[Requirement]:
From the records below, find each line with the string "https" and copy it.

[Records for this task]:
%%

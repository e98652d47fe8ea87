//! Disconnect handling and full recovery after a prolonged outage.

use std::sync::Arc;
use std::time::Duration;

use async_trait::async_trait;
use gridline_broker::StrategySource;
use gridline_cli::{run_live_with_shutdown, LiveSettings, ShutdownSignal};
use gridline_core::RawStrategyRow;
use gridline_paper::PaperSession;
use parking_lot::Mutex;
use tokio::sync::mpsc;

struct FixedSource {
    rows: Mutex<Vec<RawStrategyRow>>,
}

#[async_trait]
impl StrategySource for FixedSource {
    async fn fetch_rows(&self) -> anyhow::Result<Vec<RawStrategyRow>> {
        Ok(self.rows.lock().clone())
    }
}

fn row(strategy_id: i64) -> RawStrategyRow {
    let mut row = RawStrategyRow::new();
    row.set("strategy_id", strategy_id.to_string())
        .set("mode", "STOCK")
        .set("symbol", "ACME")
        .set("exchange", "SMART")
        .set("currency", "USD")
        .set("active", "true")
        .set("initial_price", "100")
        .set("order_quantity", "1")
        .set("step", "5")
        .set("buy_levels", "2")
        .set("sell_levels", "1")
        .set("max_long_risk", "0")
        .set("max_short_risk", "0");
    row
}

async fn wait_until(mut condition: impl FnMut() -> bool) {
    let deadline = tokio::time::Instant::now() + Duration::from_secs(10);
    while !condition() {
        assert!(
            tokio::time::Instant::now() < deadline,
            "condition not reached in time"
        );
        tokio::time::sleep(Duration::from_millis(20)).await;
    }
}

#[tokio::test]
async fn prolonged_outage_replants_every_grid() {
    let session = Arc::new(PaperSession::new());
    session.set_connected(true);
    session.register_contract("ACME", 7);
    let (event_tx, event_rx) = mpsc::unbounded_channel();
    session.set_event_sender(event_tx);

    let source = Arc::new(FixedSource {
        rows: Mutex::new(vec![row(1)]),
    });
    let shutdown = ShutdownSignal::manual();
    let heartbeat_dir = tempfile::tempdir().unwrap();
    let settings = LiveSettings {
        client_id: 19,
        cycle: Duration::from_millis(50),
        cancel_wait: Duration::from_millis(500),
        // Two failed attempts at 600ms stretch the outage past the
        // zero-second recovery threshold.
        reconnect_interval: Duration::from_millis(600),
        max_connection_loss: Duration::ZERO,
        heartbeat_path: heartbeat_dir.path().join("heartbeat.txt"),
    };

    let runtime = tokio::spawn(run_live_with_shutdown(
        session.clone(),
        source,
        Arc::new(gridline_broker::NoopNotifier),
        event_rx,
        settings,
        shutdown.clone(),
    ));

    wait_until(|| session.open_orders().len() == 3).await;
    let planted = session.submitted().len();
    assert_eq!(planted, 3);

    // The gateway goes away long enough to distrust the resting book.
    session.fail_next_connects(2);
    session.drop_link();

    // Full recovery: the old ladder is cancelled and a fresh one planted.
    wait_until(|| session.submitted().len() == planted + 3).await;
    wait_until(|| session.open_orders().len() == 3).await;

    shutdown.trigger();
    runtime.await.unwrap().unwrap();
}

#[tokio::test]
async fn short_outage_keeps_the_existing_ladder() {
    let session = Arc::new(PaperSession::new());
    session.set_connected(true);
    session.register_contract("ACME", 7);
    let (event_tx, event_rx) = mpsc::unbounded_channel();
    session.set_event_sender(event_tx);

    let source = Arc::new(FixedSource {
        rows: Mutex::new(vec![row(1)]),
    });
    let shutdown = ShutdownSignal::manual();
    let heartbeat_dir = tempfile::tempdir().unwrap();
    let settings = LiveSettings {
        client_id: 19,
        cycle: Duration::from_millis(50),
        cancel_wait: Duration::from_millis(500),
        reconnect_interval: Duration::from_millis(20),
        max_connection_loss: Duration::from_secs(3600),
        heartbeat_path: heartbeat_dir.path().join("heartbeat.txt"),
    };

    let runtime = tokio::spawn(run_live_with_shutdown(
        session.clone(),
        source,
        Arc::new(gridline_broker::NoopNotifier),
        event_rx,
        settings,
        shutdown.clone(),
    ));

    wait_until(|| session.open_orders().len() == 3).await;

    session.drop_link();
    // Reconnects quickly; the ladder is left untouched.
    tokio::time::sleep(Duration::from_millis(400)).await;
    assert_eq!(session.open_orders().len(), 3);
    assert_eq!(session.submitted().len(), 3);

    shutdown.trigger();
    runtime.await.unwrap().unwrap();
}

%%
%%

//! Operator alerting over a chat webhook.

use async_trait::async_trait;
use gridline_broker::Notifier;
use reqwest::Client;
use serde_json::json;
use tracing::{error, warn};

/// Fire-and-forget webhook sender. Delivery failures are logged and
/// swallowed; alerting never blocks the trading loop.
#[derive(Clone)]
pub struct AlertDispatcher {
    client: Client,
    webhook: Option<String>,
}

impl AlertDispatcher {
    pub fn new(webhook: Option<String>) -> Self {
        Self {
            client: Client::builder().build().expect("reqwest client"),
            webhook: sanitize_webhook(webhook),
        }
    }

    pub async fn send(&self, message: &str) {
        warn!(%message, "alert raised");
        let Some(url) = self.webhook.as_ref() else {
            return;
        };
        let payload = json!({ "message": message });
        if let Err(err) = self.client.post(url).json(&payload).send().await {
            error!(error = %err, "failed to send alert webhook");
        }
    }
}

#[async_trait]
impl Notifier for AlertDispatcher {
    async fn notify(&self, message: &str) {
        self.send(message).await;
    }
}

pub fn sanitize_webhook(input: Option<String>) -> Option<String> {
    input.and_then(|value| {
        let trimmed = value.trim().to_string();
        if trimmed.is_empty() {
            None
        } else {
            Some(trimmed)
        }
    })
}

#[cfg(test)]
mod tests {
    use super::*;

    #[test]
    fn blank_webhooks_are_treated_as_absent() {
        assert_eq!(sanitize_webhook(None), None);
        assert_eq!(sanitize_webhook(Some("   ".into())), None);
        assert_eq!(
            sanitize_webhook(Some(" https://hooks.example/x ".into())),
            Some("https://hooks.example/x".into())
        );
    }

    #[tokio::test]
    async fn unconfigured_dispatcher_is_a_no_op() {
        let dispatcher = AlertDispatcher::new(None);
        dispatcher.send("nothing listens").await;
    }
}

%%
%%

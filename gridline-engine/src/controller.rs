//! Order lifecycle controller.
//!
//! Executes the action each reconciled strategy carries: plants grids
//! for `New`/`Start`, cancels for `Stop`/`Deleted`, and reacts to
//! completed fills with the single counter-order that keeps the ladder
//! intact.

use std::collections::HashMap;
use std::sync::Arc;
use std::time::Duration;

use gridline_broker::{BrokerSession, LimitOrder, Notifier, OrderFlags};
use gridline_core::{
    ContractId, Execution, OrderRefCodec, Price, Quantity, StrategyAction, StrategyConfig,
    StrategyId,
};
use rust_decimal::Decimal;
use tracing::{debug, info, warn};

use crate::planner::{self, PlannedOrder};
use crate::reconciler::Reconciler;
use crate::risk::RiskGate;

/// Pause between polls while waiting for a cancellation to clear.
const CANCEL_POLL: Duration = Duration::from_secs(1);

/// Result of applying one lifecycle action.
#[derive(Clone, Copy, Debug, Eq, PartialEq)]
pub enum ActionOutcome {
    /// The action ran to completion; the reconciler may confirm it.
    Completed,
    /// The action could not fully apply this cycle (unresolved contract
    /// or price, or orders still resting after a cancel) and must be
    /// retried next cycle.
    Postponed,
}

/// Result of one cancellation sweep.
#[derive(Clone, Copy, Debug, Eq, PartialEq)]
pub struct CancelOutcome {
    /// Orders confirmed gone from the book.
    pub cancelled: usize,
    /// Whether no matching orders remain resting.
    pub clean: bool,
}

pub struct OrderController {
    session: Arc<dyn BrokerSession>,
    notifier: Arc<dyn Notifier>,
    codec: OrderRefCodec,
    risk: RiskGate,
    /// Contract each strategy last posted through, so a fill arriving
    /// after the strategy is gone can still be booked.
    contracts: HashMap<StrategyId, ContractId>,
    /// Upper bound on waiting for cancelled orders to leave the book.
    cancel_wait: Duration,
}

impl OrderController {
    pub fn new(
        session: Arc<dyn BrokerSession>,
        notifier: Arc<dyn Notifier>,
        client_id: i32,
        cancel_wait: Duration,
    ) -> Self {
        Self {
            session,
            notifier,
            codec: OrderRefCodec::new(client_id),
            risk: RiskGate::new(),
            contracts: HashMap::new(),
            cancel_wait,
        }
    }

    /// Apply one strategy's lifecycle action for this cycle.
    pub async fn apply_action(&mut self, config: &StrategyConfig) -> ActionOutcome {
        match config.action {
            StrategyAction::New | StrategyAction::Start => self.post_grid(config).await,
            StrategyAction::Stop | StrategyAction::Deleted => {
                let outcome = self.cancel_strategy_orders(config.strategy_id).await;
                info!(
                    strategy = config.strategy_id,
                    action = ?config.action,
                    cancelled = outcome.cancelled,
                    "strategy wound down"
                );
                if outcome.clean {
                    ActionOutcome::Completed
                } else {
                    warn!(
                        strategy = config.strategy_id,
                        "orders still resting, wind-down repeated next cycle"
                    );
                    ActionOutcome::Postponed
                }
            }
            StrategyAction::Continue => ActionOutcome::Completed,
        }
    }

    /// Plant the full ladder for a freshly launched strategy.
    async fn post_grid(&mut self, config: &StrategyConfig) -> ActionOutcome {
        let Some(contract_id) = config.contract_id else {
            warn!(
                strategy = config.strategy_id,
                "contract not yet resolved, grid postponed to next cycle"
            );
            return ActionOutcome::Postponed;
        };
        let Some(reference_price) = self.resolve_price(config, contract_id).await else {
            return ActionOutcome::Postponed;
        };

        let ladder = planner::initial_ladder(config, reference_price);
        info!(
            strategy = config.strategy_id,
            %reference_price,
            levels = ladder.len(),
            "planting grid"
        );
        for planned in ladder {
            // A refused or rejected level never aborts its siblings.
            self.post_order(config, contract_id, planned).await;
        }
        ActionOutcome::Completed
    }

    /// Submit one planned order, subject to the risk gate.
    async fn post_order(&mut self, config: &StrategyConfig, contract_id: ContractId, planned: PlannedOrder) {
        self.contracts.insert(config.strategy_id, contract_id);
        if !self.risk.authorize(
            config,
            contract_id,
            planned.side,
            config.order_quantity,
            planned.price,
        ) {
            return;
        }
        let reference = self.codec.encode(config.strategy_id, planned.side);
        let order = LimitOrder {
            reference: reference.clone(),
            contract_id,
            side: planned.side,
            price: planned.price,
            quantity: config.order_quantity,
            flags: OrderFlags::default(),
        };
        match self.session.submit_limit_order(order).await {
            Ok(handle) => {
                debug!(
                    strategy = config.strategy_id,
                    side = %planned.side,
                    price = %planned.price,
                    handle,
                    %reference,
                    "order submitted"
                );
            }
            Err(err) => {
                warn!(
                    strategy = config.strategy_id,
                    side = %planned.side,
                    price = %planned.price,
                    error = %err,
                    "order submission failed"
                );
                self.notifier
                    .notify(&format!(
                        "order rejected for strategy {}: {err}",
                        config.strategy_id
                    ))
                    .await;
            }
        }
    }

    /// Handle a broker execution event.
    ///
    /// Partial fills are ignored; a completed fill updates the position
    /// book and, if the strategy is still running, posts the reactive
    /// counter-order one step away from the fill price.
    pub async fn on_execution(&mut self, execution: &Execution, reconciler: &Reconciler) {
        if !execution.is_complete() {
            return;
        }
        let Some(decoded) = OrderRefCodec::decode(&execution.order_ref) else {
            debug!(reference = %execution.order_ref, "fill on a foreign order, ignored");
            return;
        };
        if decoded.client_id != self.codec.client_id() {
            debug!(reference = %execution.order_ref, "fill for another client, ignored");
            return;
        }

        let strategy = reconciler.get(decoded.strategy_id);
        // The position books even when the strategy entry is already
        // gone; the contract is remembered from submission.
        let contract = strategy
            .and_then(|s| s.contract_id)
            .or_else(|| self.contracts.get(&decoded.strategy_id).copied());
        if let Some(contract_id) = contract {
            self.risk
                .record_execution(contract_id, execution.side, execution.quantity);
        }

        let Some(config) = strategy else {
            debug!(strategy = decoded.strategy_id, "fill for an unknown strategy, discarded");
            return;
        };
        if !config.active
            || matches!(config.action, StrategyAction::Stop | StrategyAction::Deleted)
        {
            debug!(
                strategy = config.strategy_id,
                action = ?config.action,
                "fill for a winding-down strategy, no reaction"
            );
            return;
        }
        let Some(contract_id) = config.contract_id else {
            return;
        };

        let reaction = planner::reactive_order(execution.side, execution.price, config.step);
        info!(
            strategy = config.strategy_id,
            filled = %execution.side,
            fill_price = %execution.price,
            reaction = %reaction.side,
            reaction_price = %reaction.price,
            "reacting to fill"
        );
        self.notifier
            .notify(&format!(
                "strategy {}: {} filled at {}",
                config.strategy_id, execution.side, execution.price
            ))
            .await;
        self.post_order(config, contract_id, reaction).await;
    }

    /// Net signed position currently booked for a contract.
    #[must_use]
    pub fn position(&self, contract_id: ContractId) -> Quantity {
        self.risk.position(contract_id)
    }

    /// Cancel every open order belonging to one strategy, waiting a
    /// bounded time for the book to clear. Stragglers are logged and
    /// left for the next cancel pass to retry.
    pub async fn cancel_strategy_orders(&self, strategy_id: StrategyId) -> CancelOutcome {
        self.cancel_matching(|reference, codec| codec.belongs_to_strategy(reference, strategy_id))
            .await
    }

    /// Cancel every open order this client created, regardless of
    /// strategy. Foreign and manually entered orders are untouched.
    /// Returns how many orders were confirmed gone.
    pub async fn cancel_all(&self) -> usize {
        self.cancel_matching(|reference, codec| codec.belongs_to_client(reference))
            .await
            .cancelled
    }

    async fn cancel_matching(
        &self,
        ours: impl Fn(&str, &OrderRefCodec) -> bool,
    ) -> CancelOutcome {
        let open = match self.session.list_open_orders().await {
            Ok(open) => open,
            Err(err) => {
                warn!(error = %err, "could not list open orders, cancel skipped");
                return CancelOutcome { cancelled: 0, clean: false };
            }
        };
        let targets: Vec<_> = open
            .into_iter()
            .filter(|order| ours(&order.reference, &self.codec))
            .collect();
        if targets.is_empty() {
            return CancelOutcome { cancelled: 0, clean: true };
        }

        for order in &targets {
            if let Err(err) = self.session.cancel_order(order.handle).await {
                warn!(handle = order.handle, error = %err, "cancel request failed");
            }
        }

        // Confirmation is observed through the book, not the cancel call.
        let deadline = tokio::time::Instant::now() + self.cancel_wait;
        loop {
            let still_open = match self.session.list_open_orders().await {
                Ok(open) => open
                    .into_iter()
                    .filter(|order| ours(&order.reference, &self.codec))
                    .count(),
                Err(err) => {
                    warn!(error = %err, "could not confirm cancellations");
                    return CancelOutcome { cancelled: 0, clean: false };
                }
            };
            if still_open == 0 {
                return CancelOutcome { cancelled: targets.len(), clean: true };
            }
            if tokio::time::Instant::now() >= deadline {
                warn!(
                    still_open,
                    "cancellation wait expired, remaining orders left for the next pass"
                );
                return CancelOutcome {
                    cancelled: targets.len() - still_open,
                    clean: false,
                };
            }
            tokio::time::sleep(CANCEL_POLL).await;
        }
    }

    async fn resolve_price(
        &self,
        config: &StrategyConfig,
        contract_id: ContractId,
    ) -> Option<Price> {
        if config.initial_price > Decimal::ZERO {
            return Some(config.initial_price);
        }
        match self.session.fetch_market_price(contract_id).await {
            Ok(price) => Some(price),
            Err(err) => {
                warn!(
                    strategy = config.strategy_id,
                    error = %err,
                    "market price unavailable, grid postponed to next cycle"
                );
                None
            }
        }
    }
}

%%

[Answer to this problem]:
            sanitize_webhook(Some(" https://hooks.example/x ".into())),
            Some("https://hooks.example/x".into())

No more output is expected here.